Books

Book review: In ‘Squirrelland,’ an unsung avatar for the way the wilderness works

“Squirrelland: Imagination and the Alaska Red Squirrel”

By Eric Wade; Photography by Doylanne Wade; Shanti Arts Publishing, 2023; 90 pages; $21.95.

On my first trip into Denali National Park in 1990, days after arriving in Alaska, I watched a fox capture and quickly consume a ground squirrel. I’d spent the previous three years in Seattle, where squirrels have the run of the city and their most dangerous predator was the automobile tire, so I hadn’t given much thought to their role in the web of life. They were mostly a source of amusement when walking through urban parks, where they had little fear of humans who often arrived bearing treats.
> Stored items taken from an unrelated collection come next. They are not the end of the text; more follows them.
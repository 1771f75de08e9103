//! Opening book lookup.
//!
//! Books are external collaborators: the engine only asks for a move in the
//! current position. `HistoryBook` is an in-memory book keyed by the exact
//! move history.

use std::collections::HashMap;

use crate::board::{Board, ColorMove};
use crate::catalog::Move;
use crate::variant::Variant;

pub trait Book: Send {
    /// Book move for the color to play on `bd`, if the position is known.
    fn lookup(&self, bd: &Board) -> Option<Move>;
}

/// Book of replies to exact move sequences.
#[derive(Default)]
pub struct HistoryBook {
    entries: HashMap<(Variant, Vec<ColorMove>), Move>,
}

impl HistoryBook {
    pub fn new() -> Self {
        Self::default()
    }

    pub fn insert(&mut self, variant: Variant, history: &[ColorMove], reply: Move) {
        self.entries.insert((variant, history.to_vec()), reply);
    }

    pub fn len(&self) -> usize {
        self.entries.len()
    }

    pub fn is_empty(&self) -> bool {
        self.entries.is_empty()
    }
}

impl Book for HistoryBook {
    fn lookup(&self, bd: &Board) -> Option<Move> {
        self.entries
            .get(&(bd.variant(), bd.moves().to_vec()))
            .copied()
            .filter(|&mv| bd.is_legal(bd.to_play(), mv))
    }
}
In Denali, I quickly learned, squirrels were the treats.

Being near the bottom of the food chain, and knowing it, affects squirrel behavior, something that Eric Wade explores in his brief, somewhat meandering, but thoroughly pleasant new book “Squirrelland,” which includes photographs by his wife, Doylanne Wade.

“My experience walking through city parks, often encountering squirrels, has convinced me they obviously aren’t domesticated,” Wade writes, “but they have resources not available to wilderness squirrels, and it appears their lives are not multiple-alarm fires like their cousins in the wild. The wilderness is simply different.”

Wade explains that he had been doing a lot of thinking about the squirrels that inhabit the area around the remote cabin he and Doylanne built in Alaska’s interior, where they spend several weeks every summer. Squirrels, he tells us, are popular topics in literature (particularly children’s books), but behavioral studies were what he went looking for. One in particular stood out. It was done not by a scientist, but by a speech and language major at Boston University named Emma Rademacher.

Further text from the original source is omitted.